[[ MATERIAL SUPPLIED open ]]

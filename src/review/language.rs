/// Output language of a review, decided from the request instruction.
#[derive(Debug, Clone, Copy, PartialEq, Eq, Default)]
pub enum Language {
    /// English output.
    #[default]
    English,
    /// Simplified Chinese output.
    Chinese,
}

const CJK_SHARE_THRESHOLD: f64 = 0.3;

impl Language {
    /// Chinese when CJK ideographs make up more than 30% of the letters and ideographs.
    pub fn detect(text: &str) -> Self {
        let (ideographs, letters) = text.chars().fold((0_usize, 0_usize), |(cjk, latin), ch| {
            if is_cjk(ch) {
                (cjk + 1, latin)
            } else if ch.is_ascii_alphabetic() {
                (cjk, latin + 1)
            } else {
                (cjk, latin)
            }
        });

        let total = ideographs + letters;
        if total > 0 && ideographs as f64 / total as f64 > CJK_SHARE_THRESHOLD {
            Language::Chinese
        } else {
            Language::English
        }
    }

    /// ISO 639-1 code.
    pub const fn code(self) -> &'static str {
        match self {
            Language::English => "en",
            Language::Chinese => "zh",
        }
    }
}

fn is_cjk(ch: char) -> bool {
    matches!(ch, '\u{4e00}'..='\u{9fff}' | '\u{3400}'..='\u{4dbf}')
}

#[cfg(test)]
mod tests {
    use super::*;

    #[test]
    fn chinese_instruction_is_detected() {
        assert_eq!(Language::detect("请帮我评审这篇论文"), Language::Chinese);
        assert_eq!(Language::detect("请帮我 review 这篇论文"), Language::Chinese);
    }

    #[test]
    fn english_and_empty_default_to_english() {
        assert_eq!(Language::detect("Please review this paper"), Language::English);
        assert_eq!(Language::detect("Review the 图 paper thoroughly"), Language::English);
        assert_eq!(Language::detect("1234 !!"), Language::English);
        assert_eq!(Language::detect(""), Language::English);
    }
}
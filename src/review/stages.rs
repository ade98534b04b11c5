//! Stage bodies of [`ReviewPipeline`].
//!
//! Every body offloads its collaborator work through [`ReviewPipeline::drive`], resolves the
//! result with the stage policy, stores what later stages need in the context and streams
//! its progress text. An `Err` return aborts the pipeline.

use std::sync::Arc;
use std::time::Duration;

use super::context::ReviewContext;
use super::document::DocumentRecord;
use super::language::Language;
use super::messages;
use super::orchestrator::{EventSink, GlobalDeadline, ReviewPipeline};
use super::policy::{self, StageOutcome};
use super::prompts;
use super::runner::Offloaded;
use super::source::{self, DocumentExtractor};
use super::terms;
use super::types::{AbortCause, Stage, StageError};
use crate::inference::{InferenceClient, InferenceRequest, InferenceTask, ModelTier};
use crate::retrieval;

const PARSE_TEMPERATURE: f32 = 0.3;
const KEY_TERM_TEMPERATURE: f32 = 0.3;
const NARRATIVE_TEMPERATURE: f32 = 0.5;
const INNOVATION_RELATED: usize = 5;

impl ReviewPipeline {
    pub(super) async fn parse(
        &self,
        context: &mut ReviewContext,
        document: &str,
        deadline: &GlobalDeadline,
        sink: &EventSink,
    ) -> Result<(), AbortCause> {
        let stage = Stage::Parsing;
        let budget = self.settings.parse_timeout;
        let encoded: Arc<str> = Arc::from(document);

        let structured = self.structured_parse(Arc::clone(&encoded), context.language);
        let outcome = match self.drive(stage, budget, structured, deadline, sink).await? {
            Ok(record) => policy::classify_document(record),
            Err(error @ StageError::InvalidDocument(_)) => {
                tracing::warn!(error = %error, "Document unreadable; local extraction not attempted");
                StageOutcome::Failed(error)
            }
            Err(error) => {
                sink.text(messages::parse_fallback_notice(context.language))
                    .await?;
                let note = format!("structured parsing unavailable ({error})");
                let local = local_extraction(self.collaborators.extractor.clone(), encoded, note);
                let fallback = self.drive(stage, budget, local, deadline, sink).await?;
                policy::resolve(stage, Err(error), || fallback)
            }
        };

        self.metrics.record_outcome(&outcome);
        context.parse_degraded = outcome.is_degraded();
        tracing::info!(outcome = outcome.label(), "Parse stage resolved");

        let record = outcome.into_value(stage)?.unwrap_or_default();
        tracing::debug!(
            sections = record.section_count(),
            raw_chars = record.raw_text.chars().count(),
            degraded = context.parse_degraded,
            "Document record ready"
        );

        sink.text(messages::stage_completed(context.language, stage))
            .await?;
        if let Some(note) = &record.parse_error {
            sink.text(messages::parse_degraded_notice(context.language, note))
                .await?;
        }
        context.document = Some(Arc::new(record));
        Ok(())
    }

    fn structured_parse(&self, encoded: Arc<str>, language: Language) -> Offloaded<DocumentRecord> {
        let extractor = self.collaborators.extractor.clone();
        let inference = self.collaborators.inference.clone();
        let timeout = self.settings.request_timeout;

        Offloaded::spawn(async move {
            let text = Offloaded::spawn_blocking(move || extract(extractor.as_ref(), &encoded)).await?;
            let answer = inference
                .complete(InferenceRequest {
                    task: InferenceTask::ParseDocument,
                    prompt: prompts::parse_document(&text, language),
                    tier: ModelTier::Reasoning,
                    temperature: PARSE_TEMPERATURE,
                    timeout,
                })
                .await?;
            Ok::<_, StageError>(DocumentRecord::from_response(&answer, &text))
        })
    }

    pub(super) async fn extract_terms(
        &self,
        context: &mut ReviewContext,
        deadline: &GlobalDeadline,
        sink: &EventSink,
    ) -> Result<(), AbortCause> {
        let stage = Stage::ExtractingTerms;
        let document = context.document();

        let work = self.infer(
            InferenceTask::KeyTerms,
            prompts::key_terms(&document),
            ModelTier::Standard,
            KEY_TERM_TEMPERATURE,
        );
        let result = self
            .drive(stage, self.settings.key_term_timeout, work, deadline, sink)
            .await?
            .and_then(|answer| {
                let terms = terms::parse_term_answer(&answer);
                if terms.is_empty() {
                    Err(StageError::MalformedResponse("answer listed no key terms".into()))
                } else {
                    Ok(terms)
                }
            });

        let outcome = policy::resolve(stage, result, || Ok(terms::heuristic_terms(&document)));
        self.metrics.record_outcome(&outcome);
        if outcome.is_degraded() {
            sink.text(messages::terms_fallback_notice(context.language))
                .await?;
        }

        let key_terms = outcome.into_value(stage)?.unwrap_or_default();
        context.search_query = terms::build_query(&key_terms, document.title());
        tracing::info!(
            terms = ?key_terms,
            query = context.search_query.as_deref().unwrap_or_default(),
            "Key terms resolved"
        );

        sink.text(messages::terms_completed(context.language, &key_terms))
            .await?;
        context.key_terms = key_terms;
        Ok(())
    }

    pub(super) async fn retrieve(
        &self,
        context: &mut ReviewContext,
        deadline: &GlobalDeadline,
        sink: &EventSink,
    ) -> Result<(), AbortCause> {
        let stage = Stage::Retrieving;

        if let Some(reason) = policy::retrieval_skip_reason(
            self.settings.retrieval_enabled,
            context.parse_degraded,
            context.search_query.as_deref(),
        ) {
            tracing::info!(reason = %reason, "Retrieval skipped");
            self.metrics.record_skipped();
            return sink
                .text(messages::retrieval_skipped(context.language, &reason))
                .await;
        }

        let retriever = self.collaborators.retriever.clone();
        let query = context.search_query.clone().unwrap_or_default();
        let work = Offloaded::spawn(async move { Ok::<_, StageError>(retriever.retrieve(&query).await) });
        let result = self
            .drive(stage, self.settings.retrieval_timeout, work, deadline, sink)
            .await?;

        let outcome = policy::resolve(stage, result, || Ok(Vec::new()));
        self.metrics.record_outcome(&outcome);
        match outcome {
            StageOutcome::Skipped(reason) => {
                tracing::warn!(reason = %reason, "Retrieval unavailable");
                sink.text(messages::retrieval_skipped(context.language, &reason))
                    .await
            }
            other => {
                let related = other.into_value(stage)?.unwrap_or_default();
                tracing::info!(count = related.len(), "Related records retrieved");
                sink.text(messages::retrieval_completed(context.language, related.len()))
                    .await?;
                context.related = related;
                Ok(())
            }
        }
    }

    pub(super) async fn analyze(
        &self,
        context: &mut ReviewContext,
        deadline: &GlobalDeadline,
        sink: &EventSink,
    ) -> Result<(), AbortCause> {
        let stage = Stage::Analyzing;
        let budget = self.settings.analysis_timeout;
        let scoring_budget = self.settings.scoring_timeout.min(budget);
        let document = context.document();

        let embedding = self
            .collaborators
            .embedding
            .clone()
            .filter(|_| !context.related.is_empty());
        if let Some(embedding) = embedding {
            let text = document.format_for_prompt();
            let records = context.related.clone();
            let work = Offloaded::spawn(async move {
                retrieval::score_records(embedding.as_ref(), &text, records)
                    .await
                    .map_err(|error| StageError::Transport(error.to_string()))
            });
            context.similarities = match self
                .drive(stage, scoring_budget, work, deadline, sink)
                .await?
            {
                Ok(scored) => scored,
                Err(error) => {
                    tracing::warn!(error = %error, "Similarity scoring unavailable; using zero scores");
                    context
                        .related
                        .iter()
                        .map(|record| (record.clone(), 0.0))
                        .collect()
                }
            };
        }

        let related = context.top_related(INNOVATION_RELATED);
        let work = self.infer(
            InferenceTask::Innovation,
            prompts::innovation(&document, &related, context.language),
            ModelTier::Reasoning,
            NARRATIVE_TEMPERATURE,
        );
        let result = self
            .drive(stage, budget, work, deadline, sink)
            .await?
            .and_then(require_content);

        let language = context.language;
        let outcome = policy::resolve(stage, result, || {
            Ok(messages::innovation_placeholder(language))
        });
        self.metrics.record_outcome(&outcome);
        let degraded = outcome.is_degraded();
        context.innovation = outcome.into_value(stage)?;

        sink.text(messages::analysis_completed(language, degraded))
            .await
    }

    pub(super) async fn evaluate(
        &self,
        context: &mut ReviewContext,
        deadline: &GlobalDeadline,
        sink: &EventSink,
    ) -> Result<(), AbortCause> {
        let stage = Stage::Evaluating;
        let document = context.document();
        let innovation = context.innovation.clone().unwrap_or_default();

        let work = self.infer(
            InferenceTask::Evaluation,
            prompts::evaluation(&document, &innovation, &context.related, context.language),
            ModelTier::Reasoning,
            NARRATIVE_TEMPERATURE,
        );
        let result = self
            .drive(stage, self.settings.evaluation_timeout, work, deadline, sink)
            .await?
            .and_then(require_content);

        let outcome = policy::resolve(stage, result, no_substitute);
        self.metrics.record_outcome(&outcome);
        context.evaluation = outcome.into_value(stage)?;

        sink.text(messages::stage_completed(context.language, stage))
            .await
    }

    pub(super) async fn report(
        &self,
        context: &mut ReviewContext,
        deadline: &GlobalDeadline,
        sink: &EventSink,
    ) -> Result<(), AbortCause> {
        let stage = Stage::Reporting;
        sink.text(messages::report_started(context.language))
            .await?;

        let document = context.document();
        let request = InferenceRequest {
            task: InferenceTask::Report,
            prompt: prompts::report(
                &context.query,
                &document,
                context.innovation.as_deref().unwrap_or_default(),
                context.evaluation.as_deref().unwrap_or_default(),
                context.language,
            ),
            tier: ModelTier::Reasoning,
            temperature: NARRATIVE_TEMPERATURE,
            timeout: self.settings.request_timeout,
        };
        let work = Offloaded::spawn(generate_report(
            self.collaborators.inference.clone(),
            request,
            self.settings.report_attempts,
            self.settings.report_retry_base,
        ));
        let result = self
            .drive(stage, self.settings.report_timeout, work, deadline, sink)
            .await?;

        let outcome = policy::resolve(stage, result, no_substitute);
        self.metrics.record_outcome(&outcome);
        let report = outcome.into_value(stage)?.unwrap_or_default();

        sink.text(format!("{report}\n\n")).await?;
        context.report = Some(report);
        Ok(())
    }

    fn infer(
        &self,
        task: InferenceTask,
        prompt: String,
        tier: ModelTier,
        temperature: f32,
    ) -> Offloaded<String> {
        let inference = self.collaborators.inference.clone();
        let request = InferenceRequest {
            task,
            prompt,
            tier,
            temperature,
            timeout: self.settings.request_timeout,
        };
        Offloaded::spawn(async move { inference.complete(request).await.map_err(StageError::from) })
    }
}

fn extract(extractor: &dyn DocumentExtractor, encoded: &str) -> Result<String, StageError> {
    let bytes = source::decode_document(encoded)?;
    tracing::debug!(
        digest = %source::digest(&bytes),
        bytes = bytes.len(),
        "Decoded document"
    );
    extractor.extract_text(&bytes)
}

fn local_extraction(
    extractor: Arc<dyn DocumentExtractor>,
    encoded: Arc<str>,
    note: String,
) -> Offloaded<DocumentRecord> {
    Offloaded::spawn_blocking(move || {
        let text = extract(extractor.as_ref(), &encoded)?;
        Ok(DocumentRecord::from_text(&text, note))
    })
}

/// Generate the report, retrying failed or empty answers with doubling delays.
async fn generate_report(
    inference: Arc<dyn InferenceClient>,
    request: InferenceRequest,
    attempts: u32,
    retry_base: Duration,
) -> Result<String, StageError> {
    let mut attempt = 0;
    loop {
        let result = inference
            .complete(request.clone())
            .await
            .map_err(StageError::from)
            .and_then(require_content);

        match result {
            Ok(report) => return Ok(report),
            Err(error) if is_retryable(&error) && attempt + 1 < attempts => {
                let delay = retry_base * 2_u32.pow(attempt);
                tracing::warn!(
                    attempt = attempt + 1,
                    delay_secs = delay.as_secs(),
                    error = %error,
                    "Report generation failed; retrying"
                );
                tokio::time::sleep(delay).await;
                attempt += 1;
            }
            Err(error) => return Err(error),
        }
    }
}

fn is_retryable(error: &StageError) -> bool {
    matches!(
        error,
        StageError::Transport(_)
            | StageError::RateLimited(_)
            | StageError::Timeout(_)
            | StageError::MalformedResponse(_)
    )
}

fn require_content(answer: String) -> Result<String, StageError> {
    if answer.trim().is_empty() {
        Err(StageError::MalformedResponse("empty answer".into()))
    } else {
        Ok(answer)
    }
}

fn no_substitute<T>() -> Result<T, StageError> {
    Err(StageError::MalformedResponse("stage has no substitute".into()))
}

[[ MATERIAL SUPPLIED closed ]]

> YOUR INSTRUCTIONS
Copy out each line in the preceding records that contains "DocumentRecord".

> FINISHED EXERCISE
use super::document::DocumentRecord;
    fn structured_parse(&self, encoded: Arc<str>, language: Language) -> Offloaded<DocumentRecord> {
            Ok::<_, StageError>(DocumentRecord::from_response(&answer, &text))
) -> Offloaded<DocumentRecord> {
        Ok(DocumentRecord::from_text(&text, note))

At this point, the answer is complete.